Tag: SDN

🧠 What is a REST API?

REST API stands for Representational State Transfer Application Programming Interface.
It’s a standard way for two systems to communicate over the web (HTTP/HTTPS) — often between a client (like Python script or Ansible) and a server (like a network device or SDN controller).

In simple terms:
👉 A REST API allows you to interact with a system (get data, configure, update, or delete something) using HTTP requests — just like how your browser communicates with websites.

⚙️ Why REST APIs Matter in Networking

In modern networks:

Devices (Cisco, Juniper, Fortinet, etc.) and controllers (like OpenDaylight, Cisco DNA Center, VMware NSX) expose REST APIs.
Engineers can automate tasks (like getting interface status, pushing configurations, or monitoring health) using API calls instead of manual CLI.

Example:
Instead of logging into 50 routers to check interface status,
you can run one Python script that uses REST APIs to fetch all interface data.

🧩 Key Concepts of REST API

Concept	Description
Client	The system or application making the API request (e.g., Python script, Postman, Ansible)
Server	The system that provides the API (e.g., router, firewall, controller)
Resource	The object you’re working with (e.g., interface, VLAN, route, policy)
URI (Uniform Resource Identifier)	The address to access a resource (e.g., `/api/v1/interfaces`)
HTTP Methods	Define what action to perform on a resource

🔠 Common HTTP Methods

Method	Purpose	Example
GET	Retrieve information	Get interface status
POST	Create new data/configuration	Add a new VLAN
PUT	Update/replace data	Change an interface IP
PATCH	Modify part of a resource	Update interface description
DELETE	Remove data/configuration	Delete a VLAN

🧾 Typical REST API Request Structure

A REST API request looks like this:

Method: GET
URL: https://192.168.1.1/api/v1/interfaces
Headers:
    Content-Type: application/json
    Authorization: Bearer <token>

Response (from device or server):

{
  "interfaces": [
    {"name": "GigabitEthernet0/0", "status": "up"},
    {"name": "GigabitEthernet0/1", "status": "down"}
  ]
}

💡 Key Characteristics of REST APIs

Stateless: Each request is independent; the server doesn’t remember previous ones.
Uses HTTP verbs: GET, POST, PUT, DELETE, etc.
Uses URIs to identify resources.
Supports multiple data formats: Commonly JSON, sometimes XML.
Client-Server separation: Clear boundary between what requests and what responds.
Cacheable: Responses can be cached for performance.

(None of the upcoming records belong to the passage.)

pub mod canon;
pub mod congestion;
pub mod coords;
pub mod gazetteer;
pub mod portswitch;
pub mod risk;
pub mod searoute;
pub mod voyage;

🧰 Common Tools to Work with REST APIs

Tool	Use
Postman	GUI-based tool to test and visualize API calls
cURL	Command-line tool for sending HTTP requests
Python (Requests library)	Programmatically interact with APIs
Ansible / Terraform	Use APIs for automation/infrastructure as code

🐍 Example: Python Script Using REST API

import requests
import json

url = "https://192.168.1.1/api/v1/interfaces"
headers = {
    "Content-Type": "application/json",
    "Authorization": "Bearer your_token_here"
}

response = requests.get(url, headers=headers, verify=False)
data = response.json()

for interface in data["interfaces"]:
    print(interface["name"], "-", interface["status"])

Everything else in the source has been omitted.